Stored data entries:
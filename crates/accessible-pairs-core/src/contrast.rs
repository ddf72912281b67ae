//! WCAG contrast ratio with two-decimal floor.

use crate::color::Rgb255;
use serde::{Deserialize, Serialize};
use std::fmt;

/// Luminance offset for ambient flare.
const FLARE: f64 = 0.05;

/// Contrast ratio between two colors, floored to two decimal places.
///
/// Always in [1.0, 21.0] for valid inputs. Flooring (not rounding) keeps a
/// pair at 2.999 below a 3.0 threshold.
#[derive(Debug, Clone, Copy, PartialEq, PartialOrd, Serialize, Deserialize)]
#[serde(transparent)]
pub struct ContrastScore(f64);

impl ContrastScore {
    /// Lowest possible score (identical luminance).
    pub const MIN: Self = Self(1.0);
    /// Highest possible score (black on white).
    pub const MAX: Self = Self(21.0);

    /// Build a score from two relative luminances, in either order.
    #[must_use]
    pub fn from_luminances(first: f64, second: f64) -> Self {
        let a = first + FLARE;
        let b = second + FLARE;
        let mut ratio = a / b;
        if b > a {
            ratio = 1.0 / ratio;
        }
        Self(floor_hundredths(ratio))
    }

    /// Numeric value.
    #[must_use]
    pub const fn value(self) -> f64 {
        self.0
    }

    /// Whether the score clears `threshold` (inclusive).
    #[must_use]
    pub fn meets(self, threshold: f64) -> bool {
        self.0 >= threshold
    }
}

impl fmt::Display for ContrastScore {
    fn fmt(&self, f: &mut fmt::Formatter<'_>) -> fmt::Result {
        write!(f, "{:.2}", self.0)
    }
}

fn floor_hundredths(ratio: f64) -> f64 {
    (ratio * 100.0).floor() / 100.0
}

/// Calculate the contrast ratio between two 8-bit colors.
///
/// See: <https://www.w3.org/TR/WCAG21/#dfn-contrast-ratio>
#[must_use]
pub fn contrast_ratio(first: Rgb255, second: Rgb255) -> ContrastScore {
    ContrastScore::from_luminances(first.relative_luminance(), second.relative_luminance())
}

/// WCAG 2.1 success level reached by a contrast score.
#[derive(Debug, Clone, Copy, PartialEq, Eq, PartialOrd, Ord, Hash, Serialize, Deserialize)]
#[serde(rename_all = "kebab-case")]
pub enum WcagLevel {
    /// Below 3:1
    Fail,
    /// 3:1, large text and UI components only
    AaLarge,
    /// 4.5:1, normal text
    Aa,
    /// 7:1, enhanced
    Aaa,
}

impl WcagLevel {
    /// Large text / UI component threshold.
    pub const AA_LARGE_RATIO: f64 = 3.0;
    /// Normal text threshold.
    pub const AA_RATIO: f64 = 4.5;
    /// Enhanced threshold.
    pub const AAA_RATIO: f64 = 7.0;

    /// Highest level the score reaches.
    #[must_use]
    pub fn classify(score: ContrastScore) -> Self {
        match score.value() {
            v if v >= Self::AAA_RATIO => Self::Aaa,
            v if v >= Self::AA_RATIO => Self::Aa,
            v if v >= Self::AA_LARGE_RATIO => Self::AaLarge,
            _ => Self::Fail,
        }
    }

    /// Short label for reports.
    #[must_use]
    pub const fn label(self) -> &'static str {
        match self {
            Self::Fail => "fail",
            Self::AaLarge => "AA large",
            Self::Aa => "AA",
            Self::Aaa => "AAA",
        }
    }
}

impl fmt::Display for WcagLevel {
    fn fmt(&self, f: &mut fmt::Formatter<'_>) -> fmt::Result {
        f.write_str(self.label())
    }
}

* * *

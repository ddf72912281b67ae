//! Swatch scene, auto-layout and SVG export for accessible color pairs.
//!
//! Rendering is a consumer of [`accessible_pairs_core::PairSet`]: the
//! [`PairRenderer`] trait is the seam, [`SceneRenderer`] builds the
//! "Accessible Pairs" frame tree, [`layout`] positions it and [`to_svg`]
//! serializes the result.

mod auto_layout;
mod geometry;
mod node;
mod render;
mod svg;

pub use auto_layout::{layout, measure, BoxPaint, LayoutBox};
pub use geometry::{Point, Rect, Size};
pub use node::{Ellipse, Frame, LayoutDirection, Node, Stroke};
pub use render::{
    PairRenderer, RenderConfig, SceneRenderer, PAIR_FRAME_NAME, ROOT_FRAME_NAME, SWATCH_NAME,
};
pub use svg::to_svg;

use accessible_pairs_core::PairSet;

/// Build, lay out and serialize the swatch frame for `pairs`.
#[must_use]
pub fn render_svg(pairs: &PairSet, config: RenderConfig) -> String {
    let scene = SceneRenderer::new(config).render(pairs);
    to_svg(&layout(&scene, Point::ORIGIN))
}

...

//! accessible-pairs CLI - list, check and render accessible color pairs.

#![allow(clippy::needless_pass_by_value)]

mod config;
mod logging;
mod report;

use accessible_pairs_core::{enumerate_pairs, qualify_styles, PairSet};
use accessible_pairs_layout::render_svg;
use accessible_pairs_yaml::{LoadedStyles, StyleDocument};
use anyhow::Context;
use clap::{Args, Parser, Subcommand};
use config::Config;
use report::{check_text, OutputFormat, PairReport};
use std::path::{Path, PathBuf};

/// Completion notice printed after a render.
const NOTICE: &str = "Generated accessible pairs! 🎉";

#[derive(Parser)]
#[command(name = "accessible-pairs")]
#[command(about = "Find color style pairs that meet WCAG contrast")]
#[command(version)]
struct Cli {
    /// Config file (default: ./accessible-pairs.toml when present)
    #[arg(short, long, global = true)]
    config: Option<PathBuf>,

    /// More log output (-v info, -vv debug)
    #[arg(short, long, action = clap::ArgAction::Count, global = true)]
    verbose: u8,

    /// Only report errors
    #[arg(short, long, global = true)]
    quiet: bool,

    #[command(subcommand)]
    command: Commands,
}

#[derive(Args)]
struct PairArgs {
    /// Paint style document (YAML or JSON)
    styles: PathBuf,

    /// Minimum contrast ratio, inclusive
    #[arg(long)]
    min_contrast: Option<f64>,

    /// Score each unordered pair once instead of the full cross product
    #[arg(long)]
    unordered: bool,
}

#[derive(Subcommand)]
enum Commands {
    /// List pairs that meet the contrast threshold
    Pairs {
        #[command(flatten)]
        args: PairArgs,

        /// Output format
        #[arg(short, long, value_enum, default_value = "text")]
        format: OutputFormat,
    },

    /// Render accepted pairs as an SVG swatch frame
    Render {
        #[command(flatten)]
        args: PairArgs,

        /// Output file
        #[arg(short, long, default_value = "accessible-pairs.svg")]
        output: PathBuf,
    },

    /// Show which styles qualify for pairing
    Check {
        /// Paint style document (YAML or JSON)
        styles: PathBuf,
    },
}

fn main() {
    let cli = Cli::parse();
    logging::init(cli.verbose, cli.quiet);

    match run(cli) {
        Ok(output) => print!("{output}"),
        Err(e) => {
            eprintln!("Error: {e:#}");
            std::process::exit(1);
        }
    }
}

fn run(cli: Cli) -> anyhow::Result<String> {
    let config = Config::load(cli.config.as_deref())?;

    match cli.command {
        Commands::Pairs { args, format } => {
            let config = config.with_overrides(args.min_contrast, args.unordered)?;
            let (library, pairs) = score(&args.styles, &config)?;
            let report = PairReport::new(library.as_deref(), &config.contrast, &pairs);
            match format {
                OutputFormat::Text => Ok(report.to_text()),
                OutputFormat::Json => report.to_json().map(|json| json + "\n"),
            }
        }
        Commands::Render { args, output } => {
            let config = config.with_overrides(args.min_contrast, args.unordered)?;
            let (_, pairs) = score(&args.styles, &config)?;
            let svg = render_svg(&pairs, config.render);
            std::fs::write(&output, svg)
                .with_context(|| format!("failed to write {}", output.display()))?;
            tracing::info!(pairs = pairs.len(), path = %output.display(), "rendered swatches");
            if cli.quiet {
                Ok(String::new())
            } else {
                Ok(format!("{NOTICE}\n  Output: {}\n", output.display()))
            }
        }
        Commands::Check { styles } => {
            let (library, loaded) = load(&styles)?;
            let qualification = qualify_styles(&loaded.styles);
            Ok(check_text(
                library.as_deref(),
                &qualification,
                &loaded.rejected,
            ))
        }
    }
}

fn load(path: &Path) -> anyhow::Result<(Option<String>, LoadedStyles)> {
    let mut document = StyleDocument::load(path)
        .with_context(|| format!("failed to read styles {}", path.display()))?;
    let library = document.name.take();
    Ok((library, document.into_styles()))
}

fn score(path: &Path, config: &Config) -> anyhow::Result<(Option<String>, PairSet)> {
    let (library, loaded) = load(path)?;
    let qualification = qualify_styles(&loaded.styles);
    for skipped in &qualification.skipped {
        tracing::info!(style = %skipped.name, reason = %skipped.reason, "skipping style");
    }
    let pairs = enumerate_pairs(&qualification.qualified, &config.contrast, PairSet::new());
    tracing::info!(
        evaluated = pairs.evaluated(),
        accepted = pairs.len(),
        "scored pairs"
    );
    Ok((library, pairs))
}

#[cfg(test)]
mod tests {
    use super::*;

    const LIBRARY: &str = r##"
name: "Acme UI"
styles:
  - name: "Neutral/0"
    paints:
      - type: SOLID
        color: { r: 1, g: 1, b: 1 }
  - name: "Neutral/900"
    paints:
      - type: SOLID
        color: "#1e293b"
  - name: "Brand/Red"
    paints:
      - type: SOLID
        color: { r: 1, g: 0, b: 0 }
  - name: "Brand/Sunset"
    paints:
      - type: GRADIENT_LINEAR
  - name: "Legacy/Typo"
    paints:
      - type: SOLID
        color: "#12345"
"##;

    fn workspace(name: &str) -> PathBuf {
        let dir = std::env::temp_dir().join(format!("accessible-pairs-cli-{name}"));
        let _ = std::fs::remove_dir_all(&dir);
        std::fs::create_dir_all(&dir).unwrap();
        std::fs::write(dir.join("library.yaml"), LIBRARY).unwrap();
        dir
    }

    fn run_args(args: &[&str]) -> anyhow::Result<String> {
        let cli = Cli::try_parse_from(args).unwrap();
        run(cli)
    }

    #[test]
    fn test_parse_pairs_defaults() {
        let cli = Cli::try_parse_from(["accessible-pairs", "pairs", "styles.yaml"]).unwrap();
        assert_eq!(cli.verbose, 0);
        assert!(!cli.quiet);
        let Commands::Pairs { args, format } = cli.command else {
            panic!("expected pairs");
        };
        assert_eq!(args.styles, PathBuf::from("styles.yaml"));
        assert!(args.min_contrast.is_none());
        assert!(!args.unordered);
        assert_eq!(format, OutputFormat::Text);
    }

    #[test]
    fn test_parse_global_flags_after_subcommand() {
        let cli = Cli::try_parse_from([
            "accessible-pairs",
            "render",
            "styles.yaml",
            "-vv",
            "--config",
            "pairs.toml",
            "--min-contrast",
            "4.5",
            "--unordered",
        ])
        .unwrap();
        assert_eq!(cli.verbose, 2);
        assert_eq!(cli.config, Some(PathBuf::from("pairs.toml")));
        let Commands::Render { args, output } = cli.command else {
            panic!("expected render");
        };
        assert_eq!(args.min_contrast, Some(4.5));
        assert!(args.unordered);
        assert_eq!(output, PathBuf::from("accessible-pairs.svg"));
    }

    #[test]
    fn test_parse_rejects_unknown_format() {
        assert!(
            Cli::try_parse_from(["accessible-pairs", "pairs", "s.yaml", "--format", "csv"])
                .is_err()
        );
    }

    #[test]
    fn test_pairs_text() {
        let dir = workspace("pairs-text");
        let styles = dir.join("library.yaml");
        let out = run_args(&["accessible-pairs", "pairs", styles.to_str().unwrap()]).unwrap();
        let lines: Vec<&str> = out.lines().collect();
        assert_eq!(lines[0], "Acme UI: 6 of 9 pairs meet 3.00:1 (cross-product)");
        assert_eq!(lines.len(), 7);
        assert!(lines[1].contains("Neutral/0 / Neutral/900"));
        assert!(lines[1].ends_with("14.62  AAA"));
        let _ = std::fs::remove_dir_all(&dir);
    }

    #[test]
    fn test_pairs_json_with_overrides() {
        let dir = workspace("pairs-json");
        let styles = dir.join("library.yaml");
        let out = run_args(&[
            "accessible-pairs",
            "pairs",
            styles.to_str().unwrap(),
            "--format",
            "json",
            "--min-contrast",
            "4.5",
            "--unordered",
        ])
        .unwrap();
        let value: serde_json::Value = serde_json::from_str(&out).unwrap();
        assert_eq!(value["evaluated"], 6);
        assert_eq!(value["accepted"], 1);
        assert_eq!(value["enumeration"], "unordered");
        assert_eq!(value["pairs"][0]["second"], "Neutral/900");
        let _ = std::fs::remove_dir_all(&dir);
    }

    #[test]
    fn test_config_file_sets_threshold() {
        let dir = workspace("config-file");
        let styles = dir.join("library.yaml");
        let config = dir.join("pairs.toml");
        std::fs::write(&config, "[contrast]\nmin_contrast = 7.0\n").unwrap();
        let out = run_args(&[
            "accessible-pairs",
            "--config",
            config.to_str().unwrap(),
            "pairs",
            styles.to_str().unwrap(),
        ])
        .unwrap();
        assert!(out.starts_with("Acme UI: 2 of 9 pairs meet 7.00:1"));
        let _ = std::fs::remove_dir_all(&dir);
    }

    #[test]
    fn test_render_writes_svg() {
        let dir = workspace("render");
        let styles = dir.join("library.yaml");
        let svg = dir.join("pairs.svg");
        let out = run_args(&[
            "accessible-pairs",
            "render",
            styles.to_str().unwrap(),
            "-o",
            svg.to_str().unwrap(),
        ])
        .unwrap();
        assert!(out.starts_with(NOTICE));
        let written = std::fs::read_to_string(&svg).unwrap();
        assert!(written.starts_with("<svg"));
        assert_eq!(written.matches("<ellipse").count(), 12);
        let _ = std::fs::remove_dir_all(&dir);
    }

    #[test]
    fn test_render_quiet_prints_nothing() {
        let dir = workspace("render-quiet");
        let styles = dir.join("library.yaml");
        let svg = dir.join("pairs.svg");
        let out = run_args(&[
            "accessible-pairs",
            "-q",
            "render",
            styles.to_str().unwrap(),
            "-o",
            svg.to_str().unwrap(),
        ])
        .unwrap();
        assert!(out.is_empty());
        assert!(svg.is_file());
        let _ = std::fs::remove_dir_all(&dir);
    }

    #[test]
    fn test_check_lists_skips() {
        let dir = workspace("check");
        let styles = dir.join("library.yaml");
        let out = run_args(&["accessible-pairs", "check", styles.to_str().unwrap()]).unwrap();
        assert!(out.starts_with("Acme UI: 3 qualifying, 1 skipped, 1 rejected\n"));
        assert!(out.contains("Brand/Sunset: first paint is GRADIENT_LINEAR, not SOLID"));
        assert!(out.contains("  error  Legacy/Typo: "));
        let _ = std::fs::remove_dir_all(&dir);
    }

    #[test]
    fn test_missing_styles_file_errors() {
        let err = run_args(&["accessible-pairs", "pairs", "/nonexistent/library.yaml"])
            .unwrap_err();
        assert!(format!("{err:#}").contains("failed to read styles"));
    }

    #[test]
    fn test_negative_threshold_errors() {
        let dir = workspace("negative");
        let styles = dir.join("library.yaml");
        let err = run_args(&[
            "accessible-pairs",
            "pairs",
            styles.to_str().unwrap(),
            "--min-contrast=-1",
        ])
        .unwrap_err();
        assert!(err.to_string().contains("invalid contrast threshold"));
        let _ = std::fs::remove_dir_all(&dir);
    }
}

WHAT YOU WILL DO:
Could you transcribe the entries above word for word, from the line with "filename crates/accessible-pairs-core/src/contrast.rs" down to the line with "(black on white).", keeping both?

EXPECTED ANSWER:
filename crates/accessible-pairs-core/src/contrast.rs
repository ddf72912281b67ae
//! WCAG contrast ratio with two-decimal floor.

use crate::color::Rgb255;
use serde::{Deserialize, Serialize};
use std::fmt;

/// Luminance offset for ambient flare.
const FLARE: f64 = 0.05;

/// Contrast ratio between two colors, floored to two decimal places.
///
/// Always in [1.0, 21.0] for valid inputs. Flooring (not rounding) keeps a
/// pair at 2.999 below a 3.0 threshold.
#[derive(Debug, Clone, Copy, PartialEq, PartialOrd, Serialize, Deserialize)]
#[serde(transparent)]
pub struct ContrastScore(f64);

impl ContrastScore {
    /// Lowest possible score (identical luminance).
    pub const MIN: Self = Self(1.0);
    /// Highest possible score (black on white).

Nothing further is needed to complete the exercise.